Единственное, на что согласился актер, — лечь в больницу. Но, побыв там совсем недолго, засобирался домой. От реабилитации отказался: надо было возвращаться на работу. Приближались съемки зимней натуры для фильма «Белый праздник».
Коллеги пытались уговорить Смоктуновского не геройствовать, однако тот никого не слушал. Лишь близким мог иногда пожаловаться: «Что-то чувствую себя не очень…» Скажет раз — и замолчит, словно случайно проговорился.
Иннокентий Михайлович Смоктуновский
Свою последнюю роль — полковника Фрилея из фильма «Вино из одуванчиков» — Иннокентий Михайлович так и не доиграл. Сама лента была отснята, но во время озвучивания больное сердце вновь дало о себе знать. Тут уж врачи мнения пациента спрашивать не стали — сразу госпитализировали.
Видимо, чувствуя, что дела плохи, актер даже согласился отправиться в санаторий в Подмосковье.

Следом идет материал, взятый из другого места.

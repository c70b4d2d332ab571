//! # floe-sdk
//!
//! Typed DDL and DCL requests for a cloud data warehouse, rendered to exact SQL
//! text, executed over a SQL connection, and parsed back into typed records.
//!
//! This crate provides:
//! - Identifiers at account, database, schema and schema-with-arguments scope
//! - A declarative renderer driven by `#[derive(SqlOptions)]` field directives
//! - Validation that rejects malformed options before any SQL is issued
//! - An execution façade over any [`Connection`]
//! - Safe drop/show wrappers that turn missing parents into "not found"
//! - The parameter subsystem and one module per warehouse resource
//!
//! ## Rendering
//!
//! ```rust
//! use floe_sdk::resources::compute_pools::{ComputePoolInstanceFamily, CreateComputePoolRequest};
//! use floe_sdk::{AccountObjectIdentifier, render};
//!
//! let request = CreateComputePoolRequest::new(
//!     AccountObjectIdentifier::new("cp"),
//!     1,
//!     2,
//!     ComputePoolInstanceFamily::CpuX64S,
//! );
//! let sql = render(&request.to_opts()).unwrap();
//! assert_eq!(
//!     sql,
//!     r#"CREATE COMPUTE POOL "cp" MIN_NODES = 1 MAX_NODES = 2 INSTANCE_FAMILY = CPU_X64_S"#
//! );
//! ```
//!
//! ## Executing
//!
//! ```ignore
//! use floe_sdk::{Client, ConnectionConfig, SqlxConnection};
//!
//! let connection = SqlxConnection::connect(&ConnectionConfig::new(url)).await?;
//! let client = Client::new(connection);
//! client.compute_pools().create(&request).await?;
//! let pools = client.compute_pools().show(&Default::default()).await?;
//! ```

extern crate self as floe_sdk;

#[macro_use]
mod enums;

mod client;
mod error;
pub mod identifiers;
pub mod parameters;
pub mod parsers;
pub mod render;
pub mod resources;
pub mod row;
pub mod safe;
mod sqlx_connection;
pub mod stage;
pub mod validation;

pub use client::{Client, Connection};
pub use enums::ParseEnumError;
pub use error::{BackendError, Error, Result};
pub use floe_derive::SqlOptions;
pub use identifiers::{
    AccountIdentifier, AccountObjectIdentifier, DatabaseObjectIdentifier, IdentifierParseError,
    ObjectIdentifier, SchemaObjectIdentifier, SchemaObjectIdentifierWithArguments,
};
pub use render::{render, RenderError, RenderSql, Static};
pub use row::{FromRow, Row, Value};
pub use sqlx_connection::{ConnectionConfig, SqlxConnection};
pub use stage::StageLocation;
pub use validation::{Validate, ValidationError, ValidationErrors};

/// An option value: something that validates and renders to a statement.
pub trait SqlOptions: RenderSql + Validate {}

impl<T: RenderSql + Validate> SqlOptions for T {}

Думал, там подлатают его израненное сердце, и он станет как новенький.
Предчувствовал свой уход?
На реабилитации актер встретил старого друга — Армена Джигарханяна. Вместе они снимались в «Белом празднике», а в санаторий Джигарханян ездил регулярно, и был здесь «своим человеком».

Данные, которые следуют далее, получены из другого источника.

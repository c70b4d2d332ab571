//! Result rows and conversion into domain records.

use std::str::FromStr;

use chrono::{DateTime, NaiveDateTime, Utc};
use tracing::debug;

use crate::error::{Error, Result};

/// A single column value.
#[derive(Debug, Clone, PartialEq)]
pub enum Value {
    /// SQL `NULL`.
    Null,
    /// A boolean.
    Bool(bool),
    /// An integer.
    Int(i64),
    /// A floating point number.
    Float(f64),
    /// Text.
    Text(String),
    /// A timestamp.
    Timestamp(DateTime<Utc>),
}

impl Value {
    /// Returns whether the value is `NULL`.
    #[must_use]
    pub const fn is_null(&self) -> bool {
        matches!(self, Self::Null)
    }

    fn as_text(&self) -> Option<String> {
        match self {
            Self::Null => None,
            Self::Bool(b) => Some(b.to_string()),
            Self::Int(i) => Some(i.to_string()),
            Self::Float(f) => Some(f.to_string()),
            Self::Text(s) => Some(s.clone()),
            Self::Timestamp(t) => Some(t.to_rfc3339()),
        }
    }
}

impl From<&str> for Value {
    fn from(value: &str) -> Self {
        Self::Text(value.to_string())
    }
}

impl From<String> for Value {
    fn from(value: String) -> Self {
        Self::Text(value)
    }
}

impl From<bool> for Value {
    fn from(value: bool) -> Self {
        Self::Bool(value)
    }
}

impl From<i64> for Value {
    fn from(value: i64) -> Self {
        Self::Int(value)
    }
}

impl From<f64> for Value {
    fn from(value: f64) -> Self {
        Self::Float(value)
    }
}

impl From<DateTime<Utc>> for Value {
    fn from(value: DateTime<Utc>) -> Self {
        Self::Timestamp(value)
    }
}

impl<T: Into<Value>> From<Option<T>> for Value {
    fn from(value: Option<T>) -> Self {
        value.map_or(Self::Null, Into::into)
    }
}

/// One result row; columns keep their result-set order.
#[derive(Debug, Clone, Default, PartialEq)]
pub struct Row {
    columns: Vec<(String, Value)>,
}

impl Row {
    /// Creates an empty row.
    #[must_use]
    pub fn new() -> Self {
        Self::default()
    }

    /// Appends a column.
    #[must_use]
    pub fn with(mut self, column: impl Into<String>, value: impl Into<Value>) -> Self {
        self.push(column, value);
        self
    }

    /// Appends a column in place.
    pub fn push(&mut self, column: impl Into<String>, value: impl Into<Value>) {
        self.columns.push((column.into(), value.into()));
    }

    /// Column names, in order.
    pub fn column_names(&self) -> impl Iterator<Item = &str> {
        self.columns.iter().map(|(name, _)| name.as_str())
    }

    /// Returns the value of `column`, if the result set has it.
    #[must_use]
    pub fn get(&self, column: &str) -> Option<&Value> {
        self.columns
            .iter()
            .find(|(name, _)| name == column)
            .map(|(_, value)| value)
    }

    fn require(&self, column: &str) -> Result<&Value> {
        self.get(column)
            .ok_or_else(|| Error::MissingColumn(column.to_string()))
    }

    fn conversion(column: &str, message: impl Into<String>) -> Error {
        Error::Conversion {
            column: column.to_string(),
            message: message.into(),
        }
    }

    /// A required, non-null text column.
    pub fn string(&self, column: &str) -> Result<String> {
        self.opt_string(column)?
            .ok_or_else(|| Self::conversion(column, "unexpected NULL"))
    }

    /// A nullable text column; numbers and booleans are stringified.
    pub fn opt_string(&self, column: &str) -> Result<Option<String>> {
        Ok(self.require(column)?.as_text())
    }

    /// A text column that may be absent from the result set altogether.
    #[must_use]
    pub fn maybe_string(&self, column: &str) -> Option<String> {
        self.get(column).and_then(Value::as_text)
    }

    /// A nullable boolean column; accepts `true`/`false`, `Y`/`N` and integers.
    pub fn opt_bool(&self, column: &str) -> Result<Option<bool>> {
        match self.require(column)? {
            Value::Null => Ok(None),
            Value::Bool(b) => Ok(Some(*b)),
            Value::Int(i) => Ok(Some(*i != 0)),
            Value::Text(s) => match s.trim().to_ascii_lowercase().as_str() {
                "true" | "y" | "yes" | "1" => Ok(Some(true)),
                "false" | "n" | "no" | "0" => Ok(Some(false)),
                "" => Ok(None),
                other => Err(Self::conversion(column, format!("not a boolean: {other:?}"))),
            },
            other => Err(Self::conversion(column, format!("not a boolean: {other:?}"))),
        }
    }

    /// A required boolean column.
    pub fn bool(&self, column: &str) -> Result<bool> {
        self.opt_bool(column)?
            .ok_or_else(|| Self::conversion(column, "unexpected NULL"))
    }

    /// A nullable integer column.
    pub fn opt_i64(&self, column: &str) -> Result<Option<i64>> {
        match self.require(column)? {
            Value::Null => Ok(None),
            Value::Int(i) => Ok(Some(*i)),
            Value::Text(s) if s.trim().is_empty() => Ok(None),
            Value::Text(s) => s
                .trim()
                .parse()
                .map(Some)
                .map_err(|e| Self::conversion(column, format!("{e}"))),
            other => Err(Self::conversion(column, format!("not an integer: {other:?}"))),
        }
    }

    /// A required integer column.
    pub fn i64(&self, column: &str) -> Result<i64> {
        self.opt_i64(column)?
            .ok_or_else(|| Self::conversion(column, "unexpected NULL"))
    }

    /// A nullable floating point column.
    pub fn opt_f64(&self, column: &str) -> Result<Option<f64>> {
        match self.require(column)? {
            Value::Null => Ok(None),
            Value::Float(f) => Ok(Some(*f)),
            #[allow(clippy::cast_precision_loss)]
            Value::Int(i) => Ok(Some(*i as f64)),
            Value::Text(s) if s.trim().is_empty() => Ok(None),
            Value::Text(s) => s
                .trim()
                .parse()
                .map(Some)
                .map_err(|e| Self::conversion(column, format!("{e}"))),
            other => Err(Self::conversion(column, format!("not a number: {other:?}"))),
        }
    }

    /// A nullable timestamp column; text is parsed as RFC 3339 or
    /// `YYYY-MM-DD HH:MM:SS[.f] ±zzzz`.
    pub fn opt_time(&self, column: &str) -> Result<Option<DateTime<Utc>>> {
        match self.require(column)? {
            Value::Null => Ok(None),
            Value::Timestamp(t) => Ok(Some(*t)),
            Value::Text(s) if s.trim().is_empty() => Ok(None),
            Value::Text(s) => parse_timestamp(s)
                .map(Some)
                .ok_or_else(|| Self::conversion(column, format!("not a timestamp: {s:?}"))),
            other => Err(Self::conversion(column, format!("not a timestamp: {other:?}"))),
        }
    }
}

fn parse_timestamp(raw: &str) -> Option<DateTime<Utc>> {
    let raw = raw.trim();
    if let Ok(t) = DateTime::parse_from_rfc3339(raw) {
        return Some(t.with_timezone(&Utc));
    }
    if let Ok(t) = DateTime::parse_from_str(raw, "%Y-%m-%d %H:%M:%S%.f %z") {
        return Some(t.with_timezone(&Utc));
    }
    NaiveDateTime::parse_from_str(raw, "%Y-%m-%d %H:%M:%S%.f")
        .ok()
        .map(|t| t.and_utc())
}

/// Conversion of a result row into a domain record.
pub trait FromRow: Sized {
    /// Converts one row.
    fn from_row(row: &Row) -> Result<Self>;
}

/// Parses an optional enum column, logging and dropping unknown values.
pub(crate) fn parse_enum_soft<T: FromStr>(column: &str, raw: Option<&str>) -> Option<T> {
    let raw = raw?.trim();
    if raw.is_empty() {
        return None;
    }
    match raw.parse() {
        Ok(value) => Some(value),
        Err(_) => {
            debug!(column, value = raw, "unknown enum value, leaving field unset");
            None
        }
    }
}

/// Parses an optional identifier column, logging and dropping bad values.
pub(crate) fn parse_identifier_soft<T: FromStr>(column: &str, raw: Option<&str>) -> Option<T> {
    let raw = raw?.trim();
    if raw.is_empty() {
        return None;
    }
    match raw.parse() {
        Ok(value) => Some(value),
        Err(_) => {
            debug!(column, value = raw, "unparsable identifier, leaving field unset");
            None
        }
    }
}

#[cfg(test)]
mod tests {
    use chrono::{Datelike, Timelike};

    use super::*;
    use crate::identifiers::AccountObjectIdentifier;
    use crate::resources::compute_pools::ComputePoolState;

    fn row() -> Row {
        Row::new()
            .with("name", "cp")
            .with("min_nodes", 1_i64)
            .with("auto_resume", "true")
            .with("is_default", "N")
            .with("comment", Value::Null)
            .with("created_on", "2024-05-01 10:20:30.123 -0700")
            .with("budget", "12.5")
    }

    #[test]
    fn test_getters() {
        let row = row();
        assert_eq!(row.string("name").unwrap(), "cp");
        assert_eq!(row.i64("min_nodes").unwrap(), 1);
        assert_eq!(row.opt_string("min_nodes").unwrap().as_deref(), Some("1"));
        assert_eq!(row.opt_bool("auto_resume").unwrap(), Some(true));
        assert_eq!(row.opt_bool("is_default").unwrap(), Some(false));
        assert_eq!(row.opt_string("comment").unwrap(), None);
        assert_eq!(row.opt_f64("budget").unwrap(), Some(12.5));
    }

    #[test]
    fn test_missing_column_is_an_error() {
        let err = row().opt_string("owner").unwrap_err();
        assert!(matches!(err, Error::MissingColumn(ref c) if c == "owner"));
    }

    #[test]
    fn test_null_required_column() {
        assert!(matches!(
            row().string("comment"),
            Err(Error::Conversion { .. })
        ));
    }

    #[test]
    fn test_timestamps() {
        let t = row().opt_time("created_on").unwrap().unwrap();
        assert_eq!((t.year(), t.month(), t.day()), (2024, 5, 1));
        assert_eq!(t.hour(), 17);
        let t = Row::new()
            .with("t", "2024-05-01T10:20:30Z")
            .opt_time("t")
            .unwrap()
            .unwrap();
        assert_eq!(t.minute(), 20);
    }

    #[test]
    fn test_soft_parsers() {
        assert_eq!(
            parse_enum_soft::<ComputePoolState>("state", Some("active")),
            Some(ComputePoolState::Active)
        );
        assert_eq!(
            parse_enum_soft::<ComputePoolState>("state", Some("SOMETHING_NEW")),
            None
        );
        assert_eq!(
            parse_identifier_soft::<AccountObjectIdentifier>("owner", Some(r#""a"b"#)),
            None
        );
        assert_eq!(
            parse_identifier_soft::<AccountObjectIdentifier>("owner", Some("APP")),
            Some(AccountObjectIdentifier::new("APP"))
        );
    }
}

Приятели гуляли, много разговаривали, отдыхали. Тогда же Смоктуновский сказал, как бы между прочим: «Я сыграл много ролей, прожил интересную жизнь и смерти нисколько не боюсь». Джигарханян удивился: Кеше всего 69 лет — еще поживем! А может, это было предчувствие близкого конца?…

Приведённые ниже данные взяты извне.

impl SchemaObjectIdentifier {
    /// Creates a schema object identifier.
    pub fn new(
        database: impl Into<String>,
        schema: impl Into<String>,
        name: impl Into<String>,
    ) -> Self {
        Self {
            database: database.into(),
            schema: schema.into(),
            name: name.into(),
        }
    }

    /// Creates a schema object identifier inside the given schema.
    pub fn in_schema(schema: &DatabaseObjectIdentifier, name: impl Into<String>) -> Self {
        Self::new(schema.database_name(), schema.name(), name)
    }

    /// The database component.
    #[must_use]
    pub fn database_name(&self) -> &str {
        &self.database
    }

    /// The schema component.
    #[must_use]
    pub fn schema_name(&self) -> &str {
        &self.schema
    }

    /// The identifier of the containing database.
    #[must_use]
    pub fn database_id(&self) -> AccountObjectIdentifier {
        AccountObjectIdentifier::new(self.database.clone())
    }

    /// The identifier of the containing schema.
    #[must_use]
    pub fn schema_id(&self) -> DatabaseObjectIdentifier {
        DatabaseObjectIdentifier::new(self.database.clone(), self.schema.clone())
    }

    /// Attaches an argument signature.
    #[must_use]
    pub fn with_arguments(self, arguments: Vec<String>) -> SchemaObjectIdentifierWithArguments {
        SchemaObjectIdentifierWithArguments {
            database: self.database,
            schema: self.schema,
            name: self.name,
            arguments,
        }
    }
}

impl ObjectIdentifier for SchemaObjectIdentifier {
    fn name(&self) -> &str {
        &self.name
    }

    fn components(&self) -> Vec<&str> {
        vec![self.database.as_str(), self.schema.as_str(), self.name.as_str()]
    }
}

impl ParentHierarchy for SchemaObjectIdentifier {
    fn parent_database(&self) -> Option<AccountObjectIdentifier> {
        Some(self.database_id())
    }

    fn parent_schema(&self) -> Option<DatabaseObjectIdentifier> {
        Some(self.schema_id())
    }
}

/// A schema object plus the data types of its arguments.
#[derive(Debug, Clone, Default, PartialEq, Eq, Hash, PartialOrd, Ord)]
pub struct SchemaObjectIdentifierWithArguments {
    database: String,
    schema: String,
    name: String,
    arguments: Vec<String>,
}

impl SchemaObjectIdentifierWithArguments {
    /// Creates an identifier with an argument signature.
    pub fn new(
        database: impl Into<String>,
        schema: impl Into<String>,
        name: impl Into<String>,
        arguments: Vec<String>,
    ) -> Self {
        Self {
            database: database.into(),
            schema: schema.into(),
            name: name.into(),
            arguments,
        }
    }

    /// The argument data types, in signature order.
    #[must_use]
    pub fn arguments(&self) -> &[String] {
        &self.arguments
    }

    /// The identifier without its signature.
    #[must_use]
    pub fn schema_object_id(&self) -> SchemaObjectIdentifier {
        SchemaObjectIdentifier::new(self.database.clone(), self.schema.clone(), self.name.clone())
    }

    /// The identifier of the containing database.
    #[must_use]
    pub fn database_id(&self) -> AccountObjectIdentifier {
        AccountObjectIdentifier::new(self.database.clone())
    }

    /// The identifier of the containing schema.
    #[must_use]
    pub fn schema_id(&self) -> DatabaseObjectIdentifier {
        DatabaseObjectIdentifier::new(self.database.clone(), self.schema.clone())
    }
}

impl ObjectIdentifier for SchemaObjectIdentifierWithArguments {
    fn name(&self) -> &str {
        &self.name
    }

    fn components(&self) -> Vec<&str> {
        vec![self.database.as_str(), self.schema.as_str(), self.name.as_str()]
    }

    fn fully_qualified_name(&self) -> String {
        format!(
            "{}.{}.{}({})",
            quote_component(&self.database),
            quote_component(&self.schema),
            quote_component(&self.name),
            self.arguments.join(", ")
        )
    }
}

impl ParentHierarchy for SchemaObjectIdentifierWithArguments {
    fn parent_database(&self) -> Option<AccountObjectIdentifier> {
        Some(self.database_id())
    }

    fn parent_schema(&self) -> Option<DatabaseObjectIdentifier> {
        Some(self.schema_id())
    }
}

/// An account inside an organization, written `"ORG"."ACCOUNT"`.
#[derive(Debug, Clone, Default, PartialEq, Eq, Hash, PartialOrd, Ord)]
pub struct AccountIdentifier {
    organization: String,
    account: String,
}

impl AccountIdentifier {
    /// Creates an account identifier.
    pub fn new(organization: impl Into<String>, account: impl Into<String>) -> Self {
        Self {
            organization: organization.into(),
            account: account.into(),
        }
    }

    /// The organization name.
    #[must_use]
    pub fn organization_name(&self) -> &str {
        &self.organization
    }

    /// The account name.
    #[must_use]
    pub fn account_name(&self) -> &str {
        &self.account
    }
}

impl ObjectIdentifier for AccountIdentifier {
    fn name(&self) -> &str {
        &self.account
    }

    fn components(&self) -> Vec<&str> {
        vec![self.organization.as_str(), self.account.as_str()]
    }
}

/// Any identifier shape, for operations that accept objects of several kinds.
#[derive(Debug, Clone, PartialEq, Eq, Hash)]
pub enum AnyIdentifier {
    /// An account object.
    Account(AccountObjectIdentifier),
    /// A database object.
    Database(DatabaseObjectIdentifier),
    /// A schema object.
    Schema(SchemaObjectIdentifier),
    /// A schema object with arguments.
    SchemaWithArguments(SchemaObjectIdentifierWithArguments),
}

impl ObjectIdentifier for AnyIdentifier {
    fn name(&self) -> &str {
        match self {
            Self::Account(id) => id.name(),
            Self::Database(id) => id.name(),
            Self::Schema(id) => id.name(),
            Self::SchemaWithArguments(id) => id.name(),
        }
    }

    fn components(&self) -> Vec<&str> {
        match self {
            Self::Account(id) => id.components(),
            Self::Database(id) => id.components(),
            Self::Schema(id) => id.components(),
            Self::SchemaWithArguments(id) => id.components(),
        }
    }

    fn fully_qualified_name(&self) -> String {
        match self {
            Self::SchemaWithArguments(id) => id.fully_qualified_name(),
            other => other
                .components()
                .into_iter()
                .map(quote_component)
                .collect::<Vec<_>>()
                .join("."),
        }
    }
}

impl From<AccountObjectIdentifier> for AnyIdentifier {
    fn from(id: AccountObjectIdentifier) -> Self {
        Self::Account(id)
    }
}

impl From<DatabaseObjectIdentifier> for AnyIdentifier {
    fn from(id: DatabaseObjectIdentifier) -> Self {
        Self::Database(id)
    }
}

impl From<SchemaObjectIdentifier> for AnyIdentifier {
    fn from(id: SchemaObjectIdentifier) -> Self {
        Self::Schema(id)
    }
}

impl From<SchemaObjectIdentifierWithArguments> for AnyIdentifier {
    fn from(id: SchemaObjectIdentifierWithArguments) -> Self {
        Self::SchemaWithArguments(id)
    }
}

impl FromStr for AccountObjectIdentifier {
    type Err = IdentifierParseError;

    fn from_str(s: &str) -> Result<Self, Self::Err> {
        let [name] = parse::components::<1>(s)?;
        Ok(Self::new(name))
    }
}

impl FromStr for DatabaseObjectIdentifier {
    type Err = IdentifierParseError;

    fn from_str(s: &str) -> Result<Self, Self::Err> {
        let [database, name] = parse::components::<2>(s)?;
        Ok(Self::new(database, name))
    }
}

impl FromStr for SchemaObjectIdentifier {
    type Err = IdentifierParseError;

    fn from_str(s: &str) -> Result<Self, Self::Err> {
        let [database, schema, name] = parse::components::<3>(s)?;
        Ok(Self::new(database, schema, name))
    }
}

impl FromStr for AccountIdentifier {
    type Err = IdentifierParseError;

    fn from_str(s: &str) -> Result<Self, Self::Err> {
        let [organization, account] = parse::components::<2>(s)?;
        Ok(Self::new(organization, account))
    }
}

impl FromStr for SchemaObjectIdentifierWithArguments {
    type Err = IdentifierParseError;

    fn from_str(s: &str) -> Result<Self, Self::Err> {
        let trimmed = s.trim();
        let (path, signature) = match parse::find_unquoted(trimmed, '(') {
            Some(index) => trimmed.split_at(index),
            None => (trimmed, ""),
        };
        let id: SchemaObjectIdentifier = path.parse()?;
        let arguments = parse_arguments(signature)
            .map_err(|e| IdentifierParseError::Arguments {
                input: s.to_string(),
                message: e.to_string(),
            })?
            .into_iter()
            .map(|argument| argument.data_type)
            .collect();
        Ok(id.with_arguments(arguments))
    }
}

macro_rules! identifier_common_impls {
    ($($ty:ty),+ $(,)?) => {
        $(
            impl fmt::Display for $ty {
                fn fmt(&self, f: &mut fmt::Formatter<'_>) -> fmt::Result {
                    f.write_str(&self.fully_qualified_name())
                }
            }

            impl Serialize for $ty {
                fn serialize<S: Serializer>(&self, serializer: S) -> Result<S::Ok, S::Error> {
                    serializer.serialize_str(&self.fully_qualified_name())
                }
            }

            impl<'de> Deserialize<'de> for $ty {
                fn deserialize<D: Deserializer<'de>>(deserializer: D) -> Result<Self, D::Error> {
                    let value = String::deserialize(deserializer)?;
                    value.parse().map_err(serde::de::Error::custom)
                }
            }
        )+
    };
}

Вечера они тоже проводили вместе, смотрели телевизор. Пришел он и 2 августа, ничего в тот вечер не предвещало беды. Утром выйдя к завтраку Джигарханян не увидел Смоктуновского. Удивился — тот обычно вставал рано. Лишь позже актер узнал, что в три часа ночи у Иннокентия Михайловича случился приступ. Его увезли на скорой в реанимацию, но вырвать из лап смерти не смогли. Отказало сердце.
Согласно версии родственницы ему стало плохо после известия о гибели сестры Галины. Женщина не просто ушла из жизни — ее жестоко убили топором. Подобного Смоктуновский перенести не мог, и страшно переживал.
3-го августа 1994 года он покинул этот мир. На прощании собралось небывалое количество народа. И вдруг раздались аплодисменты, сначала робкие, стеснительные, потом громкие, перерастающие в овации. Кто-то из толпы горько заметил: «Хлопали при жизни, хлопают и после нее».
Столь бурного прощания с актером театральная Москва еще не видела. Но вот что удивительно — после этого провожать артистов в последний путь аплодисментами — стало традицией!